My number two son is coronavirus positive. All four of us who live in the house are now under quarantine for fourteen days (at a minimum). I have six incurable diseases, three of which; diabetes, hypertension, and COPD, the virus uses as the window to climb in and assassinate you.
We are not supposed to share a bathroom with the ill person, which is hard to do with only one bathroom. Nobody is seriously considering peeing outdoors.

We are all now wearing masks in the house. Well, except for my wife who insists she can’t breathe with a mask on all day (though she does it for her job as a Texas school teacher.) And she is a diabetic too.
What are the chances that I will still be alive in two weeks? Well, I am proceeding with the idea that I have a zero percent chance myself. I will do what I can to swim with the current. Like a good Taoist, I will not try to change the natural order of things. I have been retired now for six years, not by choice, but because of health problems. I am actuarily supposed to be dead five years ago. Heck, I had the H1N1 virus twice (both strains). The fact that I am still alive now means that I am very hard to kill.

So, I am expecting to die soon, but doing everything in my power to paddle the boat to safety in the raging river of Doom, Gloom, and rumors of Boom.
But my regrets are few. It has been a very good run. I have had a lotta laughs over 64 years. I taught for 31 years. I have written 16 novels and one book of essays. I am about halfway finished with my next novel.

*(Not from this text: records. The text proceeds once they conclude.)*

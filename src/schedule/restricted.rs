use chrono::{NaiveTime, Timelike};
use std::time::Duration;

use crate::i18n::{self, Language};
use crate::models::{PrayerName, PrayerSlot};

/// Intervals around Sunrise, Dhuhr and Maghrib during which voluntary
/// prayer is discouraged or limited.
#[derive(Debug, Clone, Copy, PartialEq, Eq, Hash)]
pub enum RestrictedWindow {
    PostSunrise,
    PreDhuhr,
    PreMaghrib,
}

impl RestrictedWindow {
    pub const ALL: [RestrictedWindow; 3] = [
        RestrictedWindow::PostSunrise,
        RestrictedWindow::PreDhuhr,
        RestrictedWindow::PreMaghrib,
    ];

    pub fn index(self) -> usize {
        match self {
            RestrictedWindow::PostSunrise => 0,
            RestrictedWindow::PreDhuhr => 1,
            RestrictedWindow::PreMaghrib => 2,
        }
    }

    pub fn anchor(self) -> PrayerName {
        match self {
            RestrictedWindow::PostSunrise => PrayerName::Sunrise,
            RestrictedWindow::PreDhuhr => PrayerName::Dhuhr,
            RestrictedWindow::PreMaghrib => PrayerName::Maghrib,
        }
    }

    /// (start, end) offsets from the anchor, in minutes.
    fn offsets(self) -> (i64, i64) {
        match self {
            RestrictedWindow::PostSunrise => (0, 45),
            RestrictedWindow::PreDhuhr => (-30, 0),
            RestrictedWindow::PreMaghrib => (-45, 0),
        }
    }

    /// Window bounds in seconds since midnight, `[start, end)`. `None` when
    /// the anchor slot is missing.
    pub fn bounds(self, slots: &[PrayerSlot]) -> Option<(i64, i64)> {
        let anchor = slots.iter().find(|s| s.name == self.anchor())?;
        let anchor_secs = i64::from(anchor.time.num_seconds_from_midnight());
        let (start, end) = self.offsets();
        Some((anchor_secs + start * 60, anchor_secs + end * 60))
    }

    pub fn contains(self, slots: &[PrayerSlot], now: NaiveTime) -> bool {
        let now = i64::from(now.num_seconds_from_midnight());
        self.bounds(slots)
            .is_some_and(|(start, end)| now >= start && now < end)
    }

    pub fn message(self, lang: Language) -> &'static str {
        match self {
            RestrictedWindow::PostSunrise => i18n::post_sunrise_message(lang),
            RestrictedWindow::PreDhuhr => i18n::pre_dhuhr_message(lang),
            RestrictedWindow::PreMaghrib => i18n::pre_maghrib_message(lang),
        }
    }
}

#[derive(Debug, Clone, Copy, Default, PartialEq, Eq)]
pub struct WindowState {
    pub has_fired: bool,
}

/// One tracker per window, indexed by [`RestrictedWindow::index`].
pub type WindowStates = [WindowState; 3];

#[derive(Debug, Clone, PartialEq, Eq)]
pub struct Advisory {
    pub window: RestrictedWindow,
    /// Time left until the window closes.
    pub display_duration: Duration,
}

impl Advisory {
    pub fn title(&self, lang: Language) -> &'static str {
        i18n::advisory_title(lang)
    }

    pub fn message(&self, lang: Language) -> &'static str {
        self.window.message(lang)
    }
}

#[derive(Debug, Clone, PartialEq, Eq)]
pub struct WindowEvaluation {
    pub advisories: Vec<Advisory>,
    pub state: WindowStates,
}

/// Decide which advisories to raise at `now` and return the updated trackers.
///
/// A window fires once while `now` is inside it and re-arms once `now` has
/// passed its end. Windows whose anchor slot is missing are skipped.
pub fn evaluate_windows(
    now: NaiveTime,
    slots: &[PrayerSlot],
    mut state: WindowStates,
) -> WindowEvaluation {
    let now_secs = i64::from(now.num_seconds_from_midnight());
    let mut advisories = Vec::new();

    for window in RestrictedWindow::ALL {
        let Some((start, end)) = window.bounds(slots) else {
            continue;
        };
        let tracker = &mut state[window.index()];

        if now_secs >= start && now_secs < end && !tracker.has_fired {
            advisories.push(Advisory {
                window,
                display_duration: Duration::from_secs((end - now_secs) as u64),
            });
            tracker.has_fired = true;
        }

        if now_secs >= end {
            tracker.has_fired = false;
        }
    }

    WindowEvaluation { advisories, state }
}

#[cfg(test)]
mod tests {
    use super::*;
    use crate::models::DailySchedule;

    fn slots() -> Vec<PrayerSlot> {
        DailySchedule::from_provider(&[
            ("Fajr", "05:57"),
            ("Sunrise", "07:37"),
            ("Dhuhr", "12:39"),
            ("Asr", "15:04"),
            ("Maghrib", "17:32"),
            ("Isha", "19:00"),
        ])
        .unwrap()
        .slots()
        .to_vec()
    }

    fn at(h: u32, m: u32, s: u32) -> NaiveTime {
        NaiveTime::from_hms_opt(h, m, s).unwrap()
    }

    #[test]
    fn pre_maghrib_fires_inside_window() {
        let eval = evaluate_windows(at(16, 50, 0), &slots(), WindowStates::default());
        assert_eq!(eval.advisories.len(), 1);
        let advisory = &eval.advisories[0];
        assert_eq!(advisory.window, RestrictedWindow::PreMaghrib);
        assert_eq!(advisory.display_duration, Duration::from_secs(42 * 60));
        assert!(eval.state[RestrictedWindow::PreMaghrib.index()].has_fired);
    }

    #[test]
    fn pre_maghrib_not_yet_open() {
        let eval = evaluate_windows(at(16, 40, 0), &slots(), WindowStates::default());
        assert!(eval.advisories.is_empty());
        assert_eq!(eval.state, WindowStates::default());
    }

    #[test]
    fn does_not_fire_twice() {
        let first = evaluate_windows(at(16, 50, 0), &slots(), WindowStates::default());
        let second = evaluate_windows(at(16, 51, 0), &slots(), first.state);
        assert!(second.advisories.is_empty());
        assert!(second.state[RestrictedWindow::PreMaghrib.index()].has_fired);
    }

    #[test]
    fn post_sunrise_closed_resets() {
        let mut state = WindowStates::default();
        state[RestrictedWindow::PostSunrise.index()].has_fired = true;
        let eval = evaluate_windows(at(8, 25, 0), &slots(), state);
        assert!(eval.advisories.is_empty());
        assert!(!eval.state[RestrictedWindow::PostSunrise.index()].has_fired);
    }

    #[test]
    fn boundaries_are_half_open() {
        // Pre-Dhuhr is [12:09, 12:39)
        let start = evaluate_windows(at(12, 9, 0), &slots(), WindowStates::default());
        assert_eq!(start.advisories.len(), 1);
        assert_eq!(start.advisories[0].window, RestrictedWindow::PreDhuhr);

        let before = evaluate_windows(at(12, 8, 59), &slots(), WindowStates::default());
        assert!(before.advisories.is_empty());

        let end = evaluate_windows(at(12, 39, 0), &slots(), WindowStates::default());
        assert!(end.advisories.is_empty());
    }

    #[test]
    fn missing_anchor_skips_only_that_window() {
        let partial: Vec<PrayerSlot> = slots()
            .into_iter()
            .filter(|s| s.name != PrayerName::Sunrise)
            .collect();
        assert!(evaluate_windows(at(7, 40, 0), &partial, WindowStates::default())
            .advisories
            .is_empty());
        let eval = evaluate_windows(at(12, 30, 0), &partial, WindowStates::default());
        assert_eq!(eval.advisories.len(), 1);
        assert_eq!(eval.advisories[0].window, RestrictedWindow::PreDhuhr);
    }

    #[test]
    fn localized_text() {
        let eval = evaluate_windows(at(16, 50, 0), &slots(), WindowStates::default());
        let advisory = &eval.advisories[0];
        assert_eq!(advisory.title(Language::Tr), "Namaz Hatırlatması");
        assert!(advisory.message(Language::De).contains("Fard"));
    }
}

My next novel is called The Wizard in his Keep. It is about three kids who are orphaned by a car wreck, then rescued by a family friend. Their weird “Uncle” Milt Morgan has been helping to create a virtual-reality computer game called The Legend of Hoodwink. He takes them to live inside the game world. And there they discover that things have gone terribly wrong for the computer game and the company that designed it. And it’s possible that the game has been contaminated with real magic somehow. And there may no longer be any way out of the game ever again.
This book may well be my own Mystery of Edwin Drood (the last, unfinished book by Charles Dickens.) It is somehow perfect, then, that this novel was inspired by The Old Curiosity Shop, and has many Dickens references in it.
































Up and Down, Good and Bad
I am in quarantine because of my son’s COVID-positive status, so naturally I am hyper-sensitive to the possibility that I could get the virus and die in just a few days. This morning I woke up to a cough, headache, and sinus drainage that immediately set off alarm bells. Time to start living my last days on Earth…. again.
But I have been thinking about canceling the Pubby subscription I bought before the free ten-day trial period ends tomorrow and they charge my bank account for the whole year. So, before calling an ambulance prematurely and setting the house in a panic, I checked Pubby. One of the two reviewers I thought were both going to stiff me on a review I had earned came through and posted a review. And it was a very literate and convincing five-star review. I was basically thrilled and felt vindicated enough that the other nagging worry felt better too.
So, then I took my temperature yet again and got 37.1 degrees Celsius. 37 C is, of course, normal, a fact that I had to look up and then convert to Fahrenheit myself just to be sure. So, I have not had a single instance of fever since long before the quarantine began. And, I was also able to discern that these are the exact same symptoms I had at the end of June that made me go get a COVID test that proved I was negative for the virus after the doctor assured me that taking the test was only a precaution, and I didn’t really have coronavirus symptoms. I still have medication for the allergic reaction I had last time, I remembered trying to do the same clean-up yesterday that I had done the first time I had that reaction.
Since we are on a watch for severe symptoms anyway, I decided to wait until I have a fever or shortness of breath. Exactly what the doctor would tell me to do anyway with the situation whether a test came back positive or negative. I am saving money for the doctor’s phone-call consultation, and saving myself another long trip and long wait in a long, long line. Especially when I don’t feel well enough to drive, and don’t want to risk a healthy family member to drive me. So, while I am sealed in my room waiting to die, I will continue to write and read and try to get more books reviewed. This may be my last day alive. But I am happy and the world looks good even though the Republican National Fear-fest continues to threaten a Trump-family dictatorship.
Oh, and I am continuing to scan artworks as my scanner has temporarily forgotten once again how much it hates me after tax time.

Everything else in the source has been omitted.